Selene’s form pulsed with corrupt energy, trembling with rage and rejection. Her voice warped and shrieked:
“You’ll regret choosing her! All of you!”
And then, with a roar, the walls exploded.
From behind her, black tendrils erupted through stone, and creatures made of nightmare surged into the room—wolves with no eyes, hounds with gaping mouths and skeletal flanks, shadows with burning limbs.
The pack scrambled into battle positions. Rayna and Gina raised their swords. Steve charged toward the frontline. Baron shielded Avynna with his body. Loco took a blade from the floor and stepped beside Bavanda.
Selene hovered above them, twisted and glorious in her monstrosity.
“You wanted the heir,” she roared. “Then face what she brings!”
Bavanda, standing tall in the silver light that clung to her skin, clenched her fists, her voice clear and steady.
“I am Bavanda,” she said. “Daughter of Avynna and Baron. Chosen of the Moon. And I’m taking my pack back.”
The beasts screamed, and the war began.
The chamber ignited with chaos.
Shadows burst from every crack in the walls like spilled ink come alive. Their snarls reverberated like thunder in the pack’s ears.
At the center of it all stood Bavanda, her silver aura burning brighter with each breath.
“Form up!” Steve roared, blades gleaming. He surged into the fray with a pack of elite warriors behind him. Rayna and Gina flanked him, blades drawn, forming a protective arc around the Alphas.
Avynna, phased but still standing, grabbed Baron’s hand. “She’s our daughter,” she whispered fiercely, “we have to believe.”
“I do,” Baron said, voice choked. “I always did.”
At the heart of the storm, Bavanda faced Selene, the last remnant of heartbreak, darkness, and deceit.

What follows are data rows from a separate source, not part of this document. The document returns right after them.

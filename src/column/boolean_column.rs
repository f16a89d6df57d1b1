use std::sync::Arc;

use crate::column::common::{gather_values, BitMask};
use crate::error::{Error, Result};

/// ブール型の列を表す構造体
#[derive(Debug, Clone)]
pub struct BooleanColumn {
    pub(crate) data: Arc<[bool]>,
    pub(crate) null_mask: Option<BitMask>,
}

impl BooleanColumn {
    /// ブールベクトルから新しいBooleanColumnを作成する
    pub fn new(data: Vec<bool>) -> Self {
        Self {
            data: data.into(),
            null_mask: None,
        }
    }

    /// NULL値を含むBooleanColumnを作成する
    pub fn with_nulls(data: Vec<bool>, nulls: Vec<bool>) -> Self {
        Self {
            data: data.into(),
            null_mask: BitMask::from_nulls(&nulls),
        }
    }

    pub fn from_options(values: Vec<Option<bool>>) -> Self {
        let nulls: Vec<bool> = values.iter().map(Option::is_none).collect();
        let data: Vec<bool> = values.into_iter().map(|v| v.unwrap_or(false)).collect();
        Self::with_nulls(data, nulls)
    }

    pub fn len(&self) -> usize {
        self.data.len()
    }

    pub fn is_empty(&self) -> bool {
        self.data.is_empty()
    }

    /// インデックスでブール値を取得する
    pub fn get(&self, index: usize) -> Result<Option<bool>> {
        if index >= self.data.len() {
            return Err(Error::IndexOutOfBounds {
                index,
                size: self.data.len(),
            });
        }

        if self.is_null(index) {
            return Ok(None);
        }

        Ok(Some(self.data[index]))
    }

    pub fn is_null(&self, index: usize) -> bool {
        self.null_mask
            .as_ref()
            .map(|mask| mask.is_set(index))
            .unwrap_or(false)
    }

    pub fn iter(&self) -> impl Iterator<Item = Option<bool>> + '_ {
        (0..self.data.len()).map(move |i| {
            if self.is_null(i) {
                None
            } else {
                Some(self.data[i])
            }
        })
    }

    /// Number of `true` slots, nulls excluded
    pub fn count_true(&self) -> usize {
        self.iter().filter(|v| *v == Some(true)).count()
    }

    pub(crate) fn gather(&self, indices: &[Option<usize>]) -> Self {
        let (data, null_mask) = gather_values(&self.data, self.null_mask.as_ref(), indices);
        Self {
            data: data.into(),
            null_mask,
        }
    }
}
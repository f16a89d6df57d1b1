//! Tableのグループ分割（パーティション）機能

use std::collections::BTreeMap;

use super::core::Table;
use crate::column::{Column, Value};
use crate::error::Result;

/// Partition key: one value per grouping column, ordered lexicographically
/// with [`Value::total_cmp`]
#[derive(Debug, Clone, PartialEq, Eq, PartialOrd, Ord)]
pub struct GroupKey(pub Vec<Value>);

impl GroupKey {
    pub fn values(&self) -> &[Value] {
        &self.0
    }

    fn has_null(&self) -> bool {
        self.0.iter().any(Value::is_null)
    }
}

/// Rows sharing one key value, in their original order
#[derive(Debug, Clone)]
pub struct Partition {
    pub key: GroupKey,
    pub rows: Vec<usize>,
}

impl Partition {
    pub fn len(&self) -> usize {
        self.rows.len()
    }

    pub fn is_empty(&self) -> bool {
        self.rows.is_empty()
    }
}

impl Table {
    /// Splits the rows by the values of `by`.
    ///
    /// Partitions come back in ascending key order. Within a partition rows
    /// keep their original order. Rows with a null in any key column belong
    /// to no partition.
    pub fn partition_by<S: AsRef<str>>(&self, by: &[S]) -> Result<Vec<Partition>> {
        self.ensure_columns(by)?;
        let key_columns: Vec<&Column> = by
            .iter()
            .map(|name| self.column(name.as_ref()))
            .collect::<Result<_>>()?;

        let mut groups: BTreeMap<GroupKey, Vec<usize>> = BTreeMap::new();
        let mut skipped = 0usize;
        for row in 0..self.row_count {
            let key = GroupKey(key_columns.iter().map(|c| c.value(row)).collect());
            if key.has_null() {
                skipped += 1;
                continue;
            }
            groups.entry(key).or_default().push(row);
        }

        if skipped > 0 {
            log::debug!("{} rows with null group keys left out of partitions", skipped);
        }

        Ok(groups
            .into_iter()
            .map(|(key, rows)| Partition { key, rows })
            .collect())
    }

    /// 一意なキーの数
    pub fn group_count<S: AsRef<str>>(&self, by: &[S]) -> Result<usize> {
        Ok(self.partition_by(by)?.len())
    }
}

“You were given a choice, Selene,” Bavanda said. “But you made it about you. About taking what didn't belong to you. You let yourself become their weapon.”
Selene hovered above the court like a fallen angel, eyes pitch and blazing, her once-delicate face stretched in fury.
“I became who you refused to be! They hated you. They doubted you. They loved me! I gave them someone stronger—someone willing to act!”
“You gave them a lie.”
Selene screamed, and black fire exploded outward. Bavanda raised her hands and countered with a burst of moonlight, silver and blinding. The shockwave split the room. Warriors were thrown back. Shadow beasts disintegrated under the holy light.
Loco ran toward the battle, carving through two beasts that lunged for Rayna. He reached Bavanda’s side, panting, blood smeared on his jaw. “You don’t have to do this alone,” he said.
“I know,” she answered softly. “But she does.”
Selene descended.
Their bodies crashed together in a spiral of dark and divine. They collided across the hall—fists, claws, and spirit magic swirling like opposing storms. Bavanda moved like water, her light searing through Selene’s corrupted flesh. But Selene fought like something that had already died, someone left with nothing left to lose.
“You’re fighting the wrong war,” Bavanda hissed, slamming her palm into Selene’s chest and casting her back with a burst of light.
“I am the war!” Selene screeched, eyes wild. “They’ll never accept you! They’ll never forget what you were—”
“They’ll see and remember who I’ve become.”
Selene conjured a spear of dark fire and hurled it with such intense rage. Bavanda caught it midair, spun, and shattered it with her bare hands. Her light surged in the room, forcing every shadow creature to recoil. Steve and Rayna pressed the attack, cutting through the ranks. Gina roared, decapitating a nightmare hound.
Selene shrieked as her form began to tremble. Cracks split her skin, leaking flame and shadow.
“I did this for love!” she cried. “For you, Loco!”
Loco met her eyes. There was sorrow in them. “You were a girl with a heart once, Selene. But she’s not here anymore.”
Selene froze. That hesitation was enough.
Bavanda charged.
Their final clash echoed like a scream across the chamber, light and shadow colliding in a massive wave. The blast blew the roof clean off the courtroom, revealing a night sky thick with stars.
When the dust settled, Bavanda stood in the center of a crater, breath ragged, arms trembling.
Selene lay at her feet.
Her body flickered, no longer twisted, but reverted to her true form: a young wolf woman with wide, broken eyes.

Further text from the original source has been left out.